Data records
▼
use std::env;
use std::fs;
use std::io::{self, Write};
use std::path::{Path, PathBuf};

use crate::config::{APP_DESC, APP_NAME, APP_VERSION, AppConfig, app_config, init_app_config};
use crate::error::{HelpError, HelpResult};
use crate::help_data::default_tables;
use crate::help_render::{list_commands, render_help};
use crate::logging::init_tracing;
use crate::manifest::Manifest;

const USAGE_LINES: &[(&str, &str)] = &[
    (
        "render [--manifest PATH] [--out PATH]",
        "Render the fix-command help document (default command)",
    ),
    (
        "list [--manifest PATH] [--json]",
        "List selected fix commands with their descriptions",
    ),
    ("version", "Print tool version"),
    ("help", "Print this help"),
];

fn render_cli_help() -> String {
    let mut out = String::new();
    out.push_str(&format!("{APP_NAME} - {APP_DESC}\n\n"));
    out.push_str("Usage:\n");
    out.push_str(&format!("  {APP_NAME} <command> [args]\n\n"));
    out.push_str("Commands:\n");
    let width = USAGE_LINES.iter().map(|(u, _)| u.len()).max().unwrap_or(24) + 2;
    for (usage, desc) in USAGE_LINES {
        out.push_str(&format!("  {usage:<width$}{desc}\n"));
    }
    out.push_str("\nEnvironment:\n");
    out.push_str("  FIXHELP_MANIFEST  manifest path (default package.json)\n");
    out.push_str("  FIXHELP_PREFIX    command prefix to list (default fix:)\n");
    out.push_str("  FIXHELP_RUNNER    runner shown in examples (default npm run)\n");
    out.push_str("  FIXHELP_LOG       log filter written to stderr (default warn)\n");
    out
}

fn render_version() -> String {
    format!("name: {APP_NAME}\nversion: {APP_VERSION}\n")
}

/// A reader that goes away early (`fixhelp | head`) is not an error.
fn write_stdout(w: &mut impl Write, text: &str) -> HelpResult<()> {
    match w.write_all(text.as_bytes()).and_then(|()| w.flush()) {
        Ok(()) => Ok(()),
        Err(e) if e.kind() == io::ErrorKind::BrokenPipe => {
            tracing::debug!("stdout closed before output was complete");
            Ok(())
        }
        Err(e) => Err(HelpError::io("write stdout", e)),
    }
}

fn emit(text: &str) -> i32 {
    match write_stdout(&mut io::stdout().lock(), text) {
        Ok(()) => 0,
        Err(e) => {
            eprintln!("{APP_NAME}: {e}");
            1
        }
    }
}

#[derive(Debug, Default, PartialEq, Eq)]
struct CmdArgs {
    manifest: Option<PathBuf>,
    out: Option<PathBuf>,
    json: bool,
}

fn flag_value<'a>(
    flag: &str,
    arg: &'a str,
    rest: &mut impl Iterator<Item = &'a String>,
) -> Result<Option<&'a str>, String> {
    if arg == flag {
        return rest
            .next()
            .map(|v| Some(v.as_str()))
            .ok_or_else(|| format!("{flag} requires a value"));
    }
    Ok(arg
        .strip_prefix(flag)
        .and_then(|tail| tail.strip_prefix('=')))
}

fn parse_cmd_args(args: &[String], allow_out: bool, allow_json: bool) -> Result<CmdArgs, String> {
    let mut parsed = CmdArgs::default();
    let mut it = args.iter();
    while let Some(a) = it.next() {
        if let Some(v) = flag_value("--manifest", a, &mut it)? {
            parsed.manifest = Some(PathBuf::from(v));
            continue;
        }
        if allow_out && let Some(v) = flag_value("--out", a, &mut it)? {
            parsed.out = Some(PathBuf::from(v));
            continue;
        }
        if allow_json && a == "--json" {
            parsed.json = true;
            continue;
        }
        return Err(format!("invalid argument: {a}"));
    }
    Ok(parsed)
}

fn manifest_path<'a>(args: &'a CmdArgs, cfg: &'a AppConfig) -> &'a Path {
    args.manifest.as_deref().unwrap_or(&cfg.manifest_path)
}

fn usage_error(cmd: &str, msg: &str) -> i32 {
    eprintln!("{APP_NAME} {cmd}: {msg}");
    eprintln!("Run '{APP_NAME} help' for usage.");
    2
}

fn write_output(path: &Path, text: &str) -> HelpResult<()> {
    if let Some(parent) = path.parent()
        && !parent.as_os_str().is_empty()
    {
        fs::create_dir_all(parent)
            .map_err(|e| HelpError::io(format!("cannot create {}", parent.display()), e))?;
    }
    fs::write(path, text)
        .map_err(|e| HelpError::io(format!("cannot write {}", path.display()), e))
}

fn render_to_string(args: &CmdArgs, cfg: &AppConfig) -> HelpResult<String> {
    let manifest = Manifest::load(manifest_path(args, cfg))?;
    Ok(render_help(
        &manifest,
        &default_tables(),
        &cfg.render_options(),
    ))
}

fn cmd_render(args: &[String]) -> i32 {
    let parsed = match parse_cmd_args(args, true, false) {
        Ok(v) => v,
        Err(e) => return usage_error("render", &e),
    };
    let cfg = app_config();
    let doc = match render_to_string(&parsed, cfg) {
        Ok(v) => v,
        Err(e) => {
            eprintln!("{APP_NAME}: {e}");
            return 1;
        }
    };
    match parsed.out.as_deref() {
        Some(out) => match write_output(out, &doc) {
            Ok(()) => {
                tracing::info!(out = %out.display(), bytes = doc.len(), "wrote help document");
                0
            }
            Err(e) => {
                eprintln!("{APP_NAME}: {e}");
                1
            }
        },
        None => emit(&doc),
    }
}

fn cmd_list(args: &[String]) -> i32 {
    let parsed = match parse_cmd_args(args, false, true) {
        Ok(v) => v,
        Err(e) => return usage_error("list", &e),
    };
    let cfg = app_config();
    let manifest = match Manifest::load(manifest_path(&parsed, cfg)) {
        Ok(v) => v,
        Err(e) => {
            eprintln!("{APP_NAME}: {e}");
            return 1;
        }
    };
    let listed = list_commands(&manifest, &default_tables(), &cfg.render_options());
    if parsed.json {
        return match serde_json::to_string_pretty(&listed) {
            Ok(s) => emit(&format!("{s}\n")),
            Err(e) => {
                eprintln!("{APP_NAME}: {}", HelpError::json("serialize command list", e));
                1
            }
        };
    }
    let width = listed.iter().map(|c| c.name.len()).max().unwrap_or(0) + 2;
    let mut out = String::new();
    for c in &listed {
        out.push_str(&format!("{:<width$}{}\n", c.name, c.description));
    }
    emit(&out)
}

fn dispatch(args: &[String]) -> i32 {
    let Some(cmd) = args.get(1).map(String::as_str) else {
        return cmd_render(&[]);
    };
    let rest = args.get(2..).unwrap_or(&[]);
    match cmd {
        "render" => cmd_render(rest),
        "list" => cmd_list(rest),
        "version" | "--version" | "-V" => emit(&render_version()),
        "help" | "--help" | "-h" => emit(&render_cli_help()),
        flag if flag.starts_with("--") => cmd_render(&args[1..]),
        other => {
            eprintln!("{APP_NAME}: unknown command '{other}'");
            eprintln!("Run '{APP_NAME} help' for usage.");
            2
        }
    }
}

pub fn run() -> i32 {
    init_app_config();
    if let Err(e) = init_tracing(&app_config().log_filter) {
        eprintln!("{APP_NAME}: {e}");
    }
    let args: Vec<String> = env::args().collect();
    dispatch(&args)
}

#[cfg(test)]
mod tests {
    use super::*;

    fn strings(v: &[&str]) -> Vec<String> {
        v.iter().map(|s| s.to_string()).collect()
    }

    #[test]
    fn parses_separate_and_inline_flag_values() {
        let parsed = parse_cmd_args(
            &strings(&["--manifest", "a/package.json", "--out=docs/FIX.md"]),
            true,
            false,
        )
        .expect("parse");
        assert_eq!(
            parsed,
            CmdArgs {
                manifest: Some(PathBuf::from("a/package.json")),
                out: Some(PathBuf::from("docs/FIX.md")),
                json: false,
            }
        );
    }

    #[test]
    fn rejects_flags_not_accepted_by_the_command() {
        assert!(parse_cmd_args(&strings(&["--json"]), true, false).is_err());
        assert!(parse_cmd_args(&strings(&["--out", "x.md"]), false, true).is_err());
        assert!(parse_cmd_args(&strings(&["stray"]), true, true).is_err());
    }

    #[test]
    fn missing_flag_value_is_an_error() {
        let err = parse_cmd_args(&strings(&["--manifest"]), true, false).expect_err("no value");
        assert_eq!(err, "--manifest requires a value");
    }

    #[test]
    fn unknown_command_exits_with_usage_status() {
        assert_eq!(dispatch(&strings(&["fixhelp", "frobnicate"])), 2);
    }

    #[test]
    fn cli_manifest_overrides_config() {
        let cfg = AppConfig::default();
        let args = CmdArgs {
            manifest: Some(PathBuf::from("other.json")),
            ..CmdArgs::default()
        };
        assert_eq!(manifest_path(&args, &cfg), Path::new("other.json"));
        assert_eq!(manifest_path(&CmdArgs::default(), &cfg), Path::new("package.json"));
    }

    struct FailingWriter(io::ErrorKind);

    impl Write for FailingWriter {
        fn write(&mut self, _buf: &[u8]) -> io::Result<usize> {
            Err(io::Error::from(self.0))
        }

        fn flush(&mut self) -> io::Result<()> {
            Ok(())
        }
    }

    #[test]
    fn closed_stdout_is_a_clean_exit() {
        let mut w = FailingWriter(io::ErrorKind::BrokenPipe);
        assert!(write_stdout(&mut w, "# doc\n").is_ok());
    }

    #[test]
    fn other_stdout_failures_are_reported() {
        let mut w = FailingWriter(io::ErrorKind::PermissionDenied);
        let err = write_stdout(&mut w, "# doc\n").expect_err("write failure");
        assert!(matches!(err, HelpError::Io { .. }));
        assert!(err.to_string().starts_with("write stdout: "));
    }

    #[test]
    fn write_stdout_passes_text_through() {
        let mut buf = Vec::new();
        write_stdout(&mut buf, &render_version()).expect("write");
        let text = String::from_utf8(buf).expect("utf8");
        assert!(text.starts_with("name: fixhelp\nversion: "));
        assert!(render_cli_help().contains("list [--manifest PATH] [--json]"));
    }

    #[test]
    fn write_output_creates_parent_dirs() {
        let dir = tempfile::tempdir().expect("tempdir");
        let out = dir.path().join("docs").join("FIXES.md");
        write_output(&out, "# doc\n").expect("write");
        assert_eq!(fs::read_to_string(&out).expect("read"), "# doc\n");
    }
}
▲
YOUR TASK
Write out every line from the data above that includes "HelpResult".

FINISHED TASK
use crate::error::{HelpError, HelpResult};
fn write_stdout(w: &mut impl Write, text: &str) -> HelpResult<()> {
fn write_output(path: &Path, text: &str) -> HelpResult<()> {
fn render_to_string(args: &CmdArgs, cfg: &AppConfig) -> HelpResult<String> {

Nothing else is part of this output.